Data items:
+ + + + +
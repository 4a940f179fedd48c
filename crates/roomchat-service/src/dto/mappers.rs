//! Entity to DTO mappers

use roomchat_core::{Room, Snowflake};

use super::responses::RoomResponse;

/// Room plus the viewer-dependent facts its response needs
#[derive(Debug, Clone)]
pub struct RoomView {
    pub room: Room,
    pub viewer_id: Snowflake,
    pub creator_username: String,
    pub is_joined: bool,
    pub participant_count: usize,
}

impl From<RoomView> for RoomResponse {
    fn from(view: RoomView) -> Self {
        let passkey = view.room.passkey_for(view.viewer_id).map(str::to_string);
        Self {
            id: view.room.id.to_string(),
            created_by: view.room.creator_id.to_string(),
            created_by_username: view.creator_username,
            created_at: view.room.created_at,
            name: view.room.name,
            passkey,
            is_joined: view.is_joined,
            participant_count: view.participant_count,
        }
    }
}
+ + + + +
Wherever a line of the entries holds the string "RoomResponse", copy that line.

use super::responses::RoomResponse;
impl From<RoomView> for RoomResponse {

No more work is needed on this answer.